Se dúvidas sobre o anteriormente descrito pudessem existir, basta consultar a lista de serviços mínimos que foi emitido para estes dias e perceber a ENORMIDADE de tarefas que os farmacêuticos, mesmo em greve, são obrigados a executar. Esta lista, a meu ver, cimenta o enraizamento que o farmacêutico possui no funcionamento dos Hospitais em Portugal.

Quando terminei a minha formação académica, uma ilustre professora da Faculdade de Farmácia da Universidade de Coimbra, disse numa das nossas últimas conversas que nós éramos “o verdadeiro especialista do medicamento”, e eu, confesso, só há muito pouco tempo percebi o verdadeiro significado desta frase. Nós não fazemos nada sozinhos, nem mesmo algumas das etapas descritas anteriormente, mas estamos lá!, fazemos parte, e é isso que o nosso Governo deve perceber; nós temos o direito de reivindicar isto, porque nós significamos algo para os nossos utentes, para os nossos pares, para as nossas equipas e grupos de trabalho, e em bom rigor, significamos algo para o SNS!

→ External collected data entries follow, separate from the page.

//! Per-channel FIFO of completion sinks.
//!
//! The dispatcher records a sink before writing its frame and takes it back
//! with [`CallbackQueue::dequeue_if`] when the write fails.

use std::collections::{HashMap, VecDeque};
use std::sync::{Mutex, MutexGuard, PoisonError};

pub struct CallbackQueue<T> {
    queues: Mutex<HashMap<String, VecDeque<T>>>,
}

impl<T> CallbackQueue<T> {
    pub fn new() -> Self {
        Self {
            queues: Mutex::new(HashMap::new()),
        }
    }

    fn lock(&self) -> MutexGuard<'_, HashMap<String, VecDeque<T>>> {
        self.queues.lock().unwrap_or_else(PoisonError::into_inner)
    }

    /// Record `item` at the tail of `key`'s queue.
    pub fn enqueue(&self, key: &str, item: T) {
        self.lock().entry(key.to_string()).or_default().push_back(item);
    }

    /// Pop the head of `key`'s queue.
    pub fn dequeue(&self, key: &str) -> Option<T> {
        self.dequeue_if(key, |_| true)
    }

    /// Pop the head of `key`'s queue only if it satisfies `accept`.
    pub fn dequeue_if(&self, key: &str, accept: impl FnOnce(&T) -> bool) -> Option<T> {
        let mut queues = self.lock();
        let queue = queues.get_mut(key)?;
        if !queue.front().is_some_and(accept) {
            return None;
        }
        let item = queue.pop_front();
        if queue.is_empty() {
            queues.remove(key);
        }
        item
    }

    /// Remove and return every item queued for `key`, oldest first.
    pub fn drain(&self, key: &str) -> Vec<T> {
        self.lock()
            .remove(key)
            .map(Vec::from)
            .unwrap_or_default()
    }

    /// Remove every item of every channel.
    pub fn drain_all(&self) -> Vec<(String, T)> {
        self.lock()
            .drain()
            .flat_map(|(key, queue)| queue.into_iter().map(move |item| (key.clone(), item)))
            .collect()
    }

    pub fn len(&self, key: &str) -> usize {
        self.lock().get(key).map_or(0, VecDeque::len)
    }

    pub fn is_empty(&self, key: &str) -> bool {
        self.len(key) == 0
    }

    /// Number of channels with at least one queued item.
    pub fn channel_count(&self) -> usize {
        self.lock().len()
    }
}

impl<T> Default for CallbackQueue<T> {
    fn default() -> Self {
        Self::new()
    }
}

#[cfg(test)]
mod tests {
    use super::*;

    #[test]
    fn enqueue_then_dequeue_is_fifo_per_key() {
        let queue = CallbackQueue::new();
        queue.enqueue("cp1", 1);
        queue.enqueue("cp1", 2);
        queue.enqueue("cp2", 3);

        assert_eq!(queue.dequeue("cp1"), Some(1));
        assert_eq!(queue.dequeue("cp1"), Some(2));
        assert_eq!(queue.dequeue("cp1"), None);
        assert_eq!(queue.len("cp2"), 1);
        assert_eq!(queue.channel_count(), 1);
    }

    #[test]
    fn conditional_dequeue_checks_the_head() {
        let queue = CallbackQueue::new();
        queue.enqueue("main", 7);
        assert_eq!(queue.dequeue_if("main", |head| *head == 8), None);
        assert_eq!(queue.dequeue_if("main", |head| *head == 7), Some(7));
        assert_eq!(queue.dequeue_if("main", |_| true), None);
        assert_eq!(queue.channel_count(), 0);
    }

    #[test]
    fn drain_empties_the_channel() {
        let queue = CallbackQueue::new();
        for i in 0..3 {
            queue.enqueue("cp1", i);
        }
        queue.enqueue("cp2", 9);

        assert_eq!(queue.drain("cp1"), vec![0, 1, 2]);
        assert!(queue.is_empty("cp1"));
        assert_eq!(queue.drain_all(), vec![("cp2".to_string(), 9)]);
        assert_eq!(queue.channel_count(), 0);
    }
}
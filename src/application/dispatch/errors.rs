use thiserror::Error;

use crate::domain::{OcppError, OcppErrorCode, Role};

/// Everything the originator of an outgoing request may observe instead of
/// a response.
#[derive(Debug, Clone, PartialEq, Error)]
pub enum RequestError {
    #[error("unsupported action {action} on {role}")]
    Unsupported { action: String, role: Role },

    #[error("invalid {action} request: {error}")]
    Validation { action: String, error: OcppError },

    #[error("request queue for {channel} is full")]
    QueueFull { channel: String },

    #[error("send failed: {0}")]
    SendFailed(String),

    #[error("{action} timed out, no response received")]
    Timeout { action: String },

    #[error("client disconnected, no response received")]
    Disconnected,

    #[error("stopped")]
    Stopped,

    #[error("{0}")]
    CallError(OcppError),

    #[error("invalid response: {0}")]
    InvalidResponse(OcppError),
}

impl RequestError {
    /// The OCPP error code equivalent of this failure.
    pub fn code(&self) -> OcppErrorCode {
        match self {
            Self::Unsupported { .. } => OcppErrorCode::NotSupported,
            Self::Validation { error, .. } => error.code,
            Self::CallError(error) | Self::InvalidResponse(error) => error.code,
            Self::QueueFull { .. }
            | Self::SendFailed(_)
            | Self::Timeout { .. }
            | Self::Disconnected
            | Self::Stopped => OcppErrorCode::GenericError,
        }
    }

    /// Short label used for metrics and logs.
    pub fn outcome(&self) -> &'static str {
        match self {
            Self::Unsupported { .. } => "unsupported",
            Self::Validation { .. } => "invalid",
            Self::QueueFull { .. } => "queue_full",
            Self::SendFailed(_) => "send_failed",
            Self::Timeout { .. } => "timeout",
            Self::Disconnected => "disconnected",
            Self::Stopped => "stopped",
            Self::CallError(_) => "call_error",
            Self::InvalidResponse(_) => "invalid_response",
        }
    }
}

#[cfg(test)]
mod tests {
    use super::*;

    #[test]
    fn lifecycle_failures_report_generic_error() {
        assert_eq!(RequestError::Disconnected.code(), OcppErrorCode::GenericError);
        assert_eq!(RequestError::Stopped.code(), OcppErrorCode::GenericError);
        assert_eq!(
            RequestError::Timeout { action: "GetConfiguration".into() }.code(),
            OcppErrorCode::GenericError
        );
    }

    #[test]
    fn unsupported_message_names_action_and_role() {
        let error = RequestError::Unsupported {
            action: "ChangeAvailability".into(),
            role: Role::ChargePoint,
        };
        assert_eq!(error.to_string(), "unsupported action ChangeAvailability on charge point");
        assert_eq!(error.code(), OcppErrorCode::NotSupported);
    }

    #[test]
    fn call_errors_keep_the_peer_code() {
        let error = RequestError::CallError(OcppError::new(OcppErrorCode::NotSupported, "nope"));
        assert_eq!(error.code(), OcppErrorCode::NotSupported);
        assert_eq!(error.to_string(), "NotSupported: nope");
    }
}
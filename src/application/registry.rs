//! Feature registry
//!
//! A [`Feature`] binds an action name to its request/response payload types
//! and to the checks that decode and validate them. Features are grouped in
//! named [`Profile`]s; an endpoint receives its profiles at construction and
//! the resulting [`FeatureRegistry`] is immutable afterwards.

use std::any::type_name;
use std::collections::HashMap;
use std::fmt;

use serde_json::Value;
use tracing::warn;

use crate::domain::messages::*;
use crate::domain::{OcppError, OcppErrorCode, OcppPayload, OcppRequest, Role};

// ── Profile names ──────────────────────────────────────────────

pub const CORE: &str = "Core";
pub const FIRMWARE_MANAGEMENT: &str = "FirmwareManagement";
pub const LOCAL_AUTH_LIST_MANAGEMENT: &str = "LocalAuthListManagement";
pub const RESERVATION: &str = "Reservation";
pub const REMOTE_TRIGGER: &str = "RemoteTrigger";
pub const SMART_CHARGING: &str = "SmartCharging";

/// Decodes a JSON payload into a concrete type and checks its field bounds.
pub type PayloadCheck = fn(&Value) -> Result<(), OcppError>;

/// Which role is allowed to send a given action.
#[derive(Debug, Clone, Copy, PartialEq, Eq)]
pub enum Origin {
    ChargePoint,
    CentralSystem,
    Both,
}

impl Origin {
    pub fn allows(&self, role: Role) -> bool {
        matches!(
            (self, role),
            (Origin::Both, _)
                | (Origin::ChargePoint, Role::ChargePoint)
                | (Origin::CentralSystem, Role::CentralSystem)
        )
    }
}

// ── Feature ────────────────────────────────────────────────────

#[derive(Clone, Copy)]
pub struct Feature {
    action: &'static str,
    origin: Origin,
    request_type: &'static str,
    response_type: &'static str,
    check_request: PayloadCheck,
    check_response: PayloadCheck,
}

impl Feature {
    pub fn of<R: OcppRequest>(origin: Origin) -> Self {
        Self {
            action: R::ACTION,
            origin,
            request_type: short_type_name::<R>(),
            response_type: short_type_name::<R::Response>(),
            check_request: check_payload::<R>,
            check_response: check_payload::<R::Response>,
        }
    }

    pub fn action(&self) -> &'static str {
        self.action
    }

    pub fn origin(&self) -> Origin {
        self.origin
    }

    pub fn request_type(&self) -> &'static str {
        self.request_type
    }

    pub fn response_type(&self) -> &'static str {
        self.response_type
    }

    pub fn can_originate(&self, role: Role) -> bool {
        self.origin.allows(role)
    }

    pub fn check_request(&self, payload: &Value) -> Result<(), OcppError> {
        (self.check_request)(payload)
    }

    pub fn check_response(&self, payload: &Value) -> Result<(), OcppError> {
        (self.check_response)(payload)
    }
}

impl fmt::Debug for Feature {
    fn fmt(&self, f: &mut fmt::Formatter<'_>) -> fmt::Result {
        f.debug_struct("Feature")
            .field("action", &self.action)
            .field("origin", &self.origin)
            .field("request_type", &self.request_type)
            .field("response_type", &self.response_type)
            .finish()
    }
}

fn short_type_name<T>() -> &'static str {
    let full = type_name::<T>();
    full.rsplit("::").next().unwrap_or(full)
}

/// Structural decode failures are formation violations. Decoded payloads
/// that break a field bound are property constraint violations, or occurrence
/// violations when a required array is empty.
fn check_payload<T: OcppPayload>(payload: &Value) -> Result<(), OcppError> {
    let decoded: T = serde_json::from_value(payload.clone()).map_err(|e| {
        OcppError::new(
            OcppErrorCode::FormationViolation,
            format!("{}: {}", short_type_name::<T>(), e),
        )
    })?;
    decoded.constraints().map_err(|e| {
        let code = if is_occurrence(&e) {
            OcppErrorCode::OccurrenceConstraintViolation
        } else {
            OcppErrorCode::PropertyConstraintViolation
        };
        OcppError::new(code, format!("{}: {}", short_type_name::<T>(), e))
    })
}

// ── Profile ────────────────────────────────────────────────────

#[derive(Debug, Clone)]
pub struct Profile {
    name: &'static str,
    features: Vec<Feature>,
}

impl Profile {
    pub fn new(name: &'static str, features: Vec<Feature>) -> Self {
        Self { name, features }
    }

    pub fn name(&self) -> &'static str {
        self.name
    }

    pub fn features(&self) -> &[Feature] {
        &self.features
    }

    pub fn core() -> Self {
        use Origin::*;
        Self::new(
            CORE,
            vec![
                Feature::of::<AuthorizeRequest>(ChargePoint),
                Feature::of::<BootNotificationRequest>(ChargePoint),
                Feature::of::<ChangeAvailabilityRequest>(CentralSystem),
                Feature::of::<ChangeConfigurationRequest>(CentralSystem),
                Feature::of::<ClearCacheRequest>(CentralSystem),
                Feature::of::<DataTransferRequest>(Both),
                Feature::of::<GetConfigurationRequest>(CentralSystem),
                Feature::of::<HeartbeatRequest>(ChargePoint),
                Feature::of::<MeterValuesRequest>(ChargePoint),
                Feature::of::<RemoteStartTransactionRequest>(CentralSystem),
                Feature::of::<RemoteStopTransactionRequest>(CentralSystem),
                Feature::of::<ResetRequest>(CentralSystem),
                Feature::of::<StartTransactionRequest>(ChargePoint),
                Feature::of::<StatusNotificationRequest>(ChargePoint),
                Feature::of::<StopTransactionRequest>(ChargePoint),
                Feature::of::<UnlockConnectorRequest>(CentralSystem),
            ],
        )
    }

    pub fn firmware_management() -> Self {
        use Origin::*;
        Self::new(
            FIRMWARE_MANAGEMENT,
            vec![
                Feature::of::<GetDiagnosticsRequest>(CentralSystem),
                Feature::of::<DiagnosticsStatusNotificationRequest>(ChargePoint),
                Feature::of::<FirmwareStatusNotificationRequest>(ChargePoint),
                Feature::of::<UpdateFirmwareRequest>(CentralSystem),
            ],
        )
    }

    pub fn local_auth_list_management() -> Self {
        Self::new(
            LOCAL_AUTH_LIST_MANAGEMENT,
            vec![
                Feature::of::<GetLocalListVersionRequest>(Origin::CentralSystem),
                Feature::of::<SendLocalListRequest>(Origin::CentralSystem),
            ],
        )
    }

    pub fn reservation() -> Self {
        Self::new(
            RESERVATION,
            vec![
                Feature::of::<ReserveNowRequest>(Origin::CentralSystem),
                Feature::of::<CancelReservationRequest>(Origin::CentralSystem),
            ],
        )
    }

    pub fn remote_trigger() -> Self {
        Self::new(
            REMOTE_TRIGGER,
            vec![Feature::of::<TriggerMessageRequest>(Origin::CentralSystem)],
        )
    }

    pub fn smart_charging() -> Self {
        Self::new(
            SMART_CHARGING,
            vec![
                Feature::of::<SetChargingProfileRequest>(Origin::CentralSystem),
                Feature::of::<ClearChargingProfileRequest>(Origin::CentralSystem),
                Feature::of::<GetCompositeScheduleRequest>(Origin::CentralSystem),
            ],
        )
    }

    /// Every OCPP 1.6 profile.
    pub fn all() -> Vec<Profile> {
        vec![
            Self::core(),
            Self::firmware_management(),
            Self::local_auth_list_management(),
            Self::reservation(),
            Self::remote_trigger(),
            Self::smart_charging(),
        ]
    }
}

// ── FeatureRegistry ────────────────────────────────────────────

#[derive(Debug, Clone)]
pub struct FeatureRegistry {
    profiles: Vec<Profile>,
    index: HashMap<&'static str, (usize, Feature)>,
}

impl FeatureRegistry {
    pub fn new(profiles: Vec<Profile>) -> Self {
        let mut index = HashMap::new();
        for (position, profile) in profiles.iter().enumerate() {
            for feature in profile.features() {
                if index.contains_key(feature.action()) {
                    warn!(
                        action = feature.action(),
                        profile = profile.name(),
                        "Action already registered by an earlier profile, ignoring"
                    );
                    continue;
                }
                index.insert(feature.action(), (position, *feature));
            }
        }
        Self { profiles, index }
    }

    pub fn profile_for_feature(&self, action: &str) -> Option<&Profile> {
        self.index
            .get(action)
            .map(|(position, _)| &self.profiles[*position])
    }

    pub fn feature(&self, action: &str) -> Option<&Feature> {
        self.index.get(action).map(|(_, feature)| feature)
    }

    pub fn request_type(&self, action: &str) -> Option<&'static str> {
        self.feature(action).map(Feature::request_type)
    }

    pub fn response_type(&self, action: &str) -> Option<&'static str> {
        self.feature(action).map(Feature::response_type)
    }

    pub fn supports(&self, action: &str) -> bool {
        self.index.contains_key(action)
    }

    pub fn has_profile(&self, name: &str) -> bool {
        self.profiles.iter().any(|p| p.name() == name)
    }

    pub fn profiles(&self) -> &[Profile] {
        &self.profiles
    }
}

#[cfg(test)]
mod tests {
    use super::*;
    use serde_json::json;

    #[test]
    fn all_profiles_cover_the_ocpp_16_catalog() {
        let registry = FeatureRegistry::new(Profile::all());
        let total: usize = registry.profiles().iter().map(|p| p.features().len()).sum();
        assert_eq!(total, 28);
        assert_eq!(
            registry.profile_for_feature("SendLocalList").map(Profile::name),
            Some(LOCAL_AUTH_LIST_MANAGEMENT)
        );
        assert_eq!(registry.request_type("Heartbeat"), Some("HeartbeatRequest"));
        assert_eq!(registry.response_type("Reset"), Some("ResetResponse"));
        assert!(!registry.supports("TransactionEvent"));
    }

    #[test]
    fn origins_follow_message_direction() {
        let registry = FeatureRegistry::new(vec![Profile::core()]);
        let boot = registry.feature("BootNotification").unwrap();
        assert!(boot.can_originate(Role::ChargePoint));
        assert!(!boot.can_originate(Role::CentralSystem));

        let availability = registry.feature("ChangeAvailability").unwrap();
        assert!(!availability.can_originate(Role::ChargePoint));

        let transfer = registry.feature("DataTransfer").unwrap();
        assert!(transfer.can_originate(Role::ChargePoint));
        assert!(transfer.can_originate(Role::CentralSystem));
    }

    #[test]
    fn payload_checks_distinguish_formation_from_constraints() {
        let registry = FeatureRegistry::new(vec![Profile::core()]);
        let authorize = registry.feature("Authorize").unwrap();

        assert!(authorize.check_request(&json!({"idTag": "ABC"})).is_ok());

        let missing = authorize.check_request(&json!({})).unwrap_err();
        assert_eq!(missing.code, OcppErrorCode::FormationViolation);

        let too_long = authorize
            .check_request(&json!({"idTag": "x".repeat(21)}))
            .unwrap_err();
        assert_eq!(too_long.code, OcppErrorCode::PropertyConstraintViolation);

        let response = authorize
            .check_response(&json!({"idTagInfo": {"status": "Bogus"}}))
            .unwrap_err();
        assert_eq!(response.code, OcppErrorCode::FormationViolation);
    }

    #[test]
    fn first_profile_wins_on_duplicate_actions() {
        let extra = Profile::new("Vendor", vec![Feature::of::<DataTransferRequest>(Origin::ChargePoint)]);
        let registry = FeatureRegistry::new(vec![Profile::core(), extra]);
        assert_eq!(
            registry.profile_for_feature("DataTransfer").map(Profile::name),
            Some(CORE)
        );
        assert!(registry.has_profile("Vendor"));
    }
}
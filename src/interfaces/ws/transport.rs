//! Transport lifecycle upcalls and the per-connection loop
//!
//! Server and client share [`run_link`]: one task per WebSocket that writes
//! queued frames, reads inbound frames, pings the peer, and exits on close,
//! error, missed pongs or shutdown.

use std::fmt;
use std::net::SocketAddr;
use std::time::Duration;

use futures_util::{SinkExt, StreamExt};
use tokio::io::{AsyncRead, AsyncWrite};
use tokio::sync::mpsc;
use tokio_tungstenite::tungstenite::Message;
use tokio_tungstenite::WebSocketStream;
use tracing::{debug, info, warn};

use crate::support::shutdown::ShutdownSignal;

/// Connection metadata passed to [`ConnectionHandler::on_connect`].
#[derive(Debug, Clone, PartialEq)]
pub struct ChannelInfo {
    /// Client id: the last path segment of the connection URL.
    pub id: String,
    pub subprotocol: String,
    pub remote_addr: Option<SocketAddr>,
}

#[derive(Debug, Clone, PartialEq)]
pub enum DisconnectCause {
    /// The peer sent a close frame or the stream ended.
    Closed,
    /// No pong came back for this many consecutive pings.
    MissedPongs(u32),
    Error(String),
    /// The local endpoint is stopping.
    Shutdown,
}

impl fmt::Display for DisconnectCause {
    fn fmt(&self, f: &mut fmt::Formatter<'_>) -> fmt::Result {
        match self {
            DisconnectCause::Closed => write!(f, "closed by peer"),
            DisconnectCause::MissedPongs(n) => write!(f, "{} pings unanswered", n),
            DisconnectCause::Error(e) => write!(f, "transport error: {}", e),
            DisconnectCause::Shutdown => write!(f, "shutdown"),
        }
    }
}

/// Upcalls from a transport to the endpoint above it.
///
/// Called from the connection loop: implementations must not block.
pub trait ConnectionHandler: Send + Sync + 'static {
    fn on_connect(&self, channel: &ChannelInfo);

    fn on_message(&self, channel: &str, text: &str);

    /// Called once per connection, after the link is gone and can no longer
    /// be written to.
    fn on_disconnect(&self, channel: &str, cause: DisconnectCause);
}

/// Ping settings of a link. A zero interval disables pings.
#[derive(Debug, Clone, Copy, PartialEq)]
pub struct Liveness {
    pub ping_interval: Duration,
    pub max_missed_pongs: u32,
}

impl Default for Liveness {
    fn default() -> Self {
        Self {
            ping_interval: Duration::from_secs(30),
            max_missed_pongs: 2,
        }
    }
}

/// Drive one WebSocket until it ends. Frames queued on `outbound` are the
/// only writes to the socket besides pings and the final close.
pub(crate) async fn run_link<S>(
    ws: WebSocketStream<S>,
    channel: &str,
    mut outbound: mpsc::UnboundedReceiver<Message>,
    handler: &dyn ConnectionHandler,
    liveness: Liveness,
    shutdown: &ShutdownSignal,
    on_activity: impl Fn() + Send + Sync,
) -> DisconnectCause
where
    S: AsyncRead + AsyncWrite + Unpin + Send,
{
    let (mut ws_sender, mut ws_receiver) = ws.split();

    let pinging = !liveness.ping_interval.is_zero();
    let period = if pinging {
        liveness.ping_interval
    } else {
        Duration::from_secs(3600)
    };
    let mut ticker = tokio::time::interval_at(tokio::time::Instant::now() + period, period);
    let mut missed_pongs = 0u32;

    let cause = loop {
        tokio::select! {
            outgoing = outbound.recv() => {
                let Some(message) = outgoing else {
                    break DisconnectCause::Shutdown;
                };
                if let Message::Text(text) = &message {
                    debug!(channel, frame = %text, "-> frame");
                }
                if let Err(e) = ws_sender.send(message).await {
                    warn!(channel, error = %e, "Send error");
                    break DisconnectCause::Error(e.to_string());
                }
            }
            incoming = ws_receiver.next() => {
                match incoming {
                    Some(Ok(Message::Text(text))) => {
                        debug!(channel, frame = %text, "<- frame");
                        on_activity();
                        handler.on_message(channel, &text);
                    }
                    Some(Ok(Message::Ping(_))) => {
                        // tungstenite queues the pong and flushes it with the next write
                        debug!(channel, "Ping received");
                        on_activity();
                        if let Err(e) = ws_sender.flush().await {
                            break DisconnectCause::Error(e.to_string());
                        }
                    }
                    Some(Ok(Message::Pong(_))) => {
                        debug!(channel, "Pong received");
                        missed_pongs = 0;
                        on_activity();
                    }
                    Some(Ok(Message::Close(frame))) => {
                        info!(channel, ?frame, "Close frame received");
                        break DisconnectCause::Closed;
                    }
                    Some(Ok(Message::Binary(data))) => {
                        warn!(channel, bytes = data.len(), "Binary message received, ignoring");
                    }
                    Some(Ok(Message::Frame(_))) => {}
                    Some(Err(e)) => {
                        warn!(channel, error = %e, "WebSocket error");
                        break DisconnectCause::Error(e.to_string());
                    }
                    None => break DisconnectCause::Closed,
                }
            }
            _ = ticker.tick(), if pinging => {
                if missed_pongs >= liveness.max_missed_pongs {
                    warn!(channel, missed_pongs, "Peer stopped answering pings");
                    break DisconnectCause::MissedPongs(missed_pongs);
                }
                missed_pongs += 1;
                if let Err(e) = ws_sender.send(Message::Ping(Vec::new())).await {
                    break DisconnectCause::Error(e.to_string());
                }
            }
            _ = shutdown.notified().wait() => {
                break DisconnectCause::Shutdown;
            }
        }
    };

    if matches!(cause, DisconnectCause::Shutdown | DisconnectCause::MissedPongs(_)) {
        let _ = ws_sender.send(Message::Close(None)).await;
    }
    let _ = ws_sender.close().await;
    cause
}

#[cfg(test)]
mod tests {
    use super::*;
    use tokio::net::{TcpListener, TcpStream};

    struct Quiet;

    impl ConnectionHandler for Quiet {
        fn on_connect(&self, _: &ChannelInfo) {}
        fn on_message(&self, _: &str, _: &str) {}
        fn on_disconnect(&self, _: &str, _: DisconnectCause) {}
    }

    async fn socket_pair() -> (WebSocketStream<TcpStream>, WebSocketStream<TcpStream>) {
        let listener = TcpListener::bind("127.0.0.1:0").await.unwrap();
        let addr = listener.local_addr().unwrap();
        tokio::join!(
            async {
                let (stream, _) = listener.accept().await.unwrap();
                tokio_tungstenite::accept_async(stream).await.unwrap()
            },
            async {
                let stream = TcpStream::connect(addr).await.unwrap();
                tokio_tungstenite::client_async(format!("ws://{}/CP001", addr), stream)
                    .await
                    .unwrap()
                    .0
            },
        )
    }

    fn fast_pings() -> Liveness {
        Liveness {
            ping_interval: Duration::from_millis(50),
            max_missed_pongs: 2,
        }
    }

    #[tokio::test]
    async fn silent_peer_is_dropped_after_missed_pongs() {
        // The peer is never polled, so it never answers a ping.
        let (local, _peer) = socket_pair().await;
        let (_tx, rx) = mpsc::unbounded_channel::<Message>();

        let cause = tokio::time::timeout(
            Duration::from_secs(2),
            run_link(local, "CP001", rx, &Quiet, fast_pings(), &ShutdownSignal::new(), || {}),
        )
        .await
        .expect("link outlived its missed pongs");
        assert_eq!(cause, DisconnectCause::MissedPongs(2));
    }

    #[tokio::test]
    async fn answering_peer_keeps_the_link_up() {
        let (local, mut peer) = socket_pair().await;
        let reader = tokio::spawn(async move { while let Some(Ok(_)) = peer.next().await {} });
        let (_tx, rx) = mpsc::unbounded_channel::<Message>();
        let shutdown = ShutdownSignal::new();
        let stop = shutdown.clone();
        tokio::spawn(async move {
            tokio::time::sleep(Duration::from_millis(400)).await;
            stop.trigger();
        });

        let cause = tokio::time::timeout(
            Duration::from_secs(2),
            run_link(local, "CP001", rx, &Quiet, fast_pings(), &shutdown, || {}),
        )
        .await
        .expect("shutdown did not end the link");
        assert_eq!(cause, DisconnectCause::Shutdown);
        reader.abort();
    }
}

Espero que em breve, o Estado entenda a importância do Farmacêutico como parte integrante do SNS e perceba que estes profissionais, altamente qualificados e capazes, podem, também, fazer parte da solução para o caos que envolve o Serviço Nacional de Saúde, e para isso apenas pedem Respeito e Reconhecimento.

Nada mais, nada menos do que é dado a outras classes profissionais.

Parece-me justo, ainda que para alguns possa parecer parcial.